Developing a dual-mode confined layer slip model for Al/Mg composites with incoherent FCC/HCP interfaces: Insights from molecular dynamics studies

Abstract

The classic Hall-Petch model effectively captures the relationship between strength and layer thickness for thicknesses above 100 nm, while the constrained layer slip (CLS) model provides a better prediction for thicknesses below 100 nm. Nonetheless, the precision of the current CLS model is insufficient, especially for structures with FCC/HCP interfaces, which limits the development of lightweight composites such as Al/Mg. To address this gap, this study uses molecular dynamics (MD) simulations to explore the CLS mechanism under compression in Al/Mg composites.
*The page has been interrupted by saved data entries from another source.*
/// Palette commands and autocomplete logic

#[derive(Debug, Clone)]
pub struct Command {
  pub name: &'static str,
  pub aliases: &'static [&'static str],
  pub description: &'static str,
}

/// All available commands
pub const COMMANDS: &[Command] = &[
  Command {
    name: "news",
    aliases: &["n", "home", "list"],
    description: "Back to the article listing",
  },
  Command {
    name: "about",
    aliases: &["a", "info"],
    description: "How the reader works",
  },
  Command {
    name: "help",
    aliases: &["h", "?", "keys"],
    description: "Key bindings",
  },
  Command {
    name: "quit",
    aliases: &["q", "exit"],
    description: "Exit newsdeck",
  },
];

/// Get autocomplete suggestions for a given input
pub fn get_suggestions(input: &str) -> Vec<&'static Command> {
  let input_lower = input.trim().to_lowercase();

  if input_lower.is_empty() {
    return COMMANDS.iter().collect();
  }

  let mut matches: Vec<(&Command, u32)> = COMMANDS
    .iter()
    .filter_map(|cmd| match_priority(cmd, &input_lower).map(|p| (cmd, p)))
    .collect();

  // Stable, so ties keep declaration order
  matches.sort_by_key(|(_, priority)| *priority);

  matches.into_iter().map(|(cmd, _)| cmd).collect()
}

/// Lower is a better match; None when the command does not match at all
fn match_priority(cmd: &Command, input: &str) -> Option<u32> {
  if cmd.name == input {
    Some(0)
  } else if cmd.aliases.contains(&input) {
    Some(1)
  } else if cmd.name.starts_with(input) {
    Some(2)
  } else if cmd.aliases.iter().any(|a| a.starts_with(input)) {
    Some(3)
  } else if cmd.name.contains(input) {
    Some(4)
  } else if cmd.aliases.iter().any(|a| a.contains(input)) {
    Some(5)
  } else {
    None
  }
}

#[cfg(test)]
mod tests {
  use super::*;

  #[test]
  fn test_empty_input_returns_all() {
    let suggestions = get_suggestions("");
    assert_eq!(suggestions.len(), COMMANDS.len());
  }

  #[test]
  fn test_exact_match() {
    let suggestions = get_suggestions("about");
    assert_eq!(suggestions[0].name, "about");
  }

  #[test]
  fn test_alias_match() {
    assert_eq!(get_suggestions("?")[0].name, "help");
    assert_eq!(get_suggestions("exit")[0].name, "quit");
  }

  #[test]
  fn test_alias_beats_prefix() {
    // "h" is help's alias and a prefix of "home"
    let suggestions = get_suggestions("h");
    assert_eq!(suggestions[0].name, "help");
    assert!(suggestions.iter().any(|c| c.name == "news"));
  }

  #[test]
  fn test_prefix_match() {
    assert_eq!(get_suggestions("ne")[0].name, "news");
  }

  #[test]
  fn test_fuzzy_match() {
    assert_eq!(get_suggestions("bou")[0].name, "about");
  }

  #[test]
  fn test_no_match() {
    assert!(get_suggestions("zzz").is_empty());
  }
}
We propose a novel dual-mode CLS model aimed at enhancing the accuracy of stress predictions across a wide range of layer thicknesses and various slip angles. Our findings indicate that with decreasing layer thickness and the loss of lattice structure, the FCC/HCP interface becomes unstable and exhibits reduced strength when the layer thickness falls below 26.7 nm. Moreover, as the slip angle rises from 0° to 75°, the improved interface compatibility aids in the initiation of basal slip in the Mg layer. This triggers a migration of dislocations from the Al side to the Mg side, thereby altering the dominant CLS mechanism. This work is expected to accelerate the development of Al/Mg composites and other similar FCC/HCP composite systems.